First, N ^1- (naphthalen-2-yl) -N ⁴ , N ⁴ -bis (4- (naphthalen-2-yl (phenyl) amino) phenyl) -N ¹ -on the ITO layer (anode) formed on the organic substrate. Phenylbenzene-1,4-diamine (hereinafter abbreviated as 2-TNATA) was vacuum deposited to form a hole injection layer having a thickness of 60 nm. Next, the hole transport layer was formed by vacuum depositing the compound of the present invention (compound corresponding to Chemical Formula 1) to a thickness of 20 nm on the hole injection layer. Then, 90: 1 weight ratio of CBP [4,4'-N, N'-dicarbazole-biphenyl] as a light emitting host and Ir (ppy) ₃ [tris (2-phenylpyridine) -iridium] as a dopant material on the hole transport layer. A light emitting layer of 30 nm thickness was deposited by doping with. Next, (1,1'-bisphenyl) -4-oleito) bis (2-methyl-8-quinoline oleito) aluminum (hereinafter abbreviated as BAlq) was vacuum deposited to a thickness of 10 nm to form a hole blocking layer. Tris (8-quinolinol) aluminum (hereinafter abbreviated as Alq ₃ ) was deposited to a thickness of 40 nm to form an electron transport layer. Subsequently, LiF, an alkali metal halide, was deposited to a thickness of 0.2 nm to form an electron injection layer, and then Al was deposited to a thickness of 150 nm to form a cathode.

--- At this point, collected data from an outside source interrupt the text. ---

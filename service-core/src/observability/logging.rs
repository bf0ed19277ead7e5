use tracing_subscriber::{layer::SubscriberExt, util::SubscriberInitExt};

/// Installs the process-wide tracing subscriber: an `EnvFilter` (RUST_LOG
/// wins over `log_level`) plus a JSON-formatted fmt layer.
pub fn init_tracing(service_name: &str, log_level: &str) {
    let env_filter = tracing_subscriber::EnvFilter::try_from_default_env()
        .unwrap_or_else(|_| tracing_subscriber::EnvFilter::new(log_level));

    tracing_subscriber::registry()
        .with(env_filter)
        .with(
            tracing_subscriber::fmt::layer()
                .with_file(true)
                .with_line_number(true)
                .json()
                .flatten_event(true),
        )
        .init();

    tracing::info!(service = service_name, "Tracing initialized");
}
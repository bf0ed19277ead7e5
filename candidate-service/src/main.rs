use candidate_service::config::CandidateConfig;
use candidate_service::startup::Application;
use service_core::observability::init_tracing;
use tokio::signal;

async fn shutdown_signal() {
    let ctrl_c = async {
        signal::ctrl_c()
            .await
            .expect("Failed to install Ctrl+C handler");
    };

    #[cfg(unix)]
    let terminate = async {
        signal::unix::signal(signal::unix::SignalKind::terminate())
            .expect("Failed to install SIGTERM handler")
            .recv()
            .await;
    };

    #[cfg(not(unix))]
    let terminate = std::future::pending::<()>();

    tokio::select! {
        _ = ctrl_c => {},
        _ = terminate => {},
    }

    tracing::info!("Shutdown signal received");
}

#[tokio::main]
async fn main() -> std::io::Result<()> {
    init_tracing("candidate-service", "info");

    let config = CandidateConfig::load().map_err(|e| {
        tracing::error!("Failed to load configuration: {}", e);
        std::io::Error::other(format!("Configuration error: {}", e))
    })?;

    let app = Application::build(config).await.map_err(|e| {
        tracing::error!("Failed to build application: {}", e);
        std::io::Error::other(format!("Startup error: {}", e))
    })?;

    tokio::select! {
        result = app.run_until_stopped() => {
            if let Err(e) = result {
                tracing::error!("Server error: {}", e);
            }
        }
        _ = shutdown_signal() => {}
    }

    Ok(())
}
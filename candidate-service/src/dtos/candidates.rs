use mongodb::bson::{Bson, Document};
use serde::Deserialize;
use serde_json::{Map, Value};

use crate::models::Candidate;

/// Body of POST/PUT on the candidates route: `{ "candidate": { ... } }`.
/// The candidate itself stays untyped; its schema belongs to the frontend.
#[derive(Debug, Deserialize)]
pub struct CandidatePayload {
    pub candidate: Option<Value>,
}

#[derive(Debug, Deserialize)]
pub struct DeleteParams {
    pub id: Option<String>,
}

/// Converts a BSON value into plain JSON: ObjectIds become hex strings and
/// datetimes RFC 3339 strings rather than extended-JSON wrappers.
pub fn bson_to_json(value: Bson) -> Value {
    match value {
        Bson::ObjectId(oid) => Value::String(oid.to_hex()),
        Bson::DateTime(dt) => Value::String(dt.to_chrono().to_rfc3339()),
        Bson::Document(doc) => document_to_json(doc),
        Bson::Array(items) => Value::Array(items.into_iter().map(bson_to_json).collect()),
        Bson::String(s) => Value::String(s),
        Bson::Boolean(b) => Value::Bool(b),
        Bson::Int32(n) => Value::from(n),
        Bson::Int64(n) => Value::from(n),
        Bson::Double(n) => Value::from(n),
        Bson::Null => Value::Null,
        other => other.into_relaxed_extjson(),
    }
}

pub fn document_to_json(document: Document) -> Value {
    let mut map = Map::new();
    for (key, value) in document {
        map.insert(key, bson_to_json(value));
    }
    Value::Object(map)
}

/// Shapes a stored candidate for the API: the identifier exposed as a plain
/// string `id` alongside the document's own fields and timestamps.
pub fn candidate_response(candidate: Candidate) -> Value {
    let mut map = Map::new();
    if let Some(oid) = candidate.id {
        map.insert("_id".to_string(), Value::String(oid.to_hex()));
        map.insert("id".to_string(), Value::String(oid.to_hex()));
    }
    for (key, value) in candidate.fields {
        map.insert(key, bson_to_json(value));
    }
    map.insert(
        "createdAt".to_string(),
        Value::String(candidate.created_at.to_rfc3339()),
    );
    map.insert(
        "updatedAt".to_string(),
        Value::String(candidate.updated_at.to_rfc3339()),
    );
    Value::Object(map)
}

#[cfg(test)]
mod tests {
    use super::*;
    use mongodb::bson::oid::ObjectId;
    use mongodb::bson::{doc, DateTime};

    #[test]
    fn object_ids_and_datetimes_become_plain_strings() {
        let oid = ObjectId::new();
        let json = document_to_json(doc! {
            "_id": oid,
            "name": "Ada Lovelace",
            "appliedAt": DateTime::from_millis(1_700_000_000_000),
            "score": 42_i32,
        });

        assert_eq!(json["_id"], Value::String(oid.to_hex()));
        assert_eq!(json["name"], "Ada Lovelace");
        assert_eq!(json["score"], 42);
        assert!(json["appliedAt"].as_str().unwrap().starts_with("2023-11-14T"));
    }

    #[test]
    fn nested_documents_and_arrays_are_converted() {
        let json = document_to_json(doc! {
            "tags": ["senior", "remote"],
            "contact": { "email": "ada@example.com" },
        });

        assert_eq!(json["tags"][1], "remote");
        assert_eq!(json["contact"]["email"], "ada@example.com");
    }

    #[test]
    fn candidate_response_exposes_id_and_timestamps() {
        let mut candidate = Candidate::new(doc! { "name": "Grace Hopper" });
        let oid = ObjectId::new();
        candidate.id = Some(oid);

        let json = candidate_response(candidate);

        assert_eq!(json["id"], Value::String(oid.to_hex()));
        assert_eq!(json["_id"], json["id"]);
        assert_eq!(json["name"], "Grace Hopper");
        assert_eq!(json["createdAt"], json["updatedAt"]);
    }
}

The organic electric device manufactured according to Experimental Example 1 is represented as Examples 1 to 60 in Table 6.

[ Comparative example  One]

An organic electroluminescent device was manufactured in the same manner as in Experimental Example 1, but a hole transport layer was formed using Comparative Compound 1 instead of the compound of the present invention.

<Comparative Compound 1>

N4, N4'-di (naphthalen-1-yl) -N4, N4'-diphenyl- [1,1'-biphenyl] -4,4'-diamine

The electroluminescent (EL) characteristics of the organic light emitting diodes manufactured by Experimental Example 1 and Comparative Example 1 were measured by applying a forward bias DC voltage to PR-650 of photoresearch, as shown in Table 6 below. At this time, the T90 life was measured through the life measurement equipment manufactured by McScience Inc. at 300 cd / m ² reference luminance.

TABLE 6

As can be seen in Table 6, the organic electroluminescent device manufactured using the compounds of the present invention compared to Comparative Compound 1 has a relatively low driving voltage and high efficiency and

High lifetime, especially for compounds P1-21, P1-22, P1-23, P3-53, P3-54, P4-52, P4-53, P4-54, P4-74 Could confirm that appeared.

[ Experimental Example  2: On the hole transport layer  apply]

First, a hole injection layer having a thickness of 60 nm is formed by vacuum depositing 2-TNATA on an ITO layer (anode) formed on an organic substrate, and then the compound of the present invention (material corresponding to Formula 11) is deposited on the hole injection layer. Vacuum deposition to a thickness of nm to form a hole transport layer. Next, CBP [4,4'-N, N'-dicarbazole-biphenyl] is used as a light emitting host material, and Ir (ppy) ₃ [tris (2-phenylpyridine) -iridium] is used as a dopant material in a 90:10 weight ratio. Doped to deposit a 30 nm thick light emitting layer. Subsequently, BAlq was vacuum-deposited to a thickness of 10 nm on the light emitting layer to form a hole blocking layer, and then Alq ₃ was formed to a thickness of 40 nm to form an electron transport layer. Subsequently, LiF, an alkali metal halide, was deposited to a thickness of 0.2 nm to form an electron injection layer, and then Al was deposited to a thickness of 150 nm to form a cathode.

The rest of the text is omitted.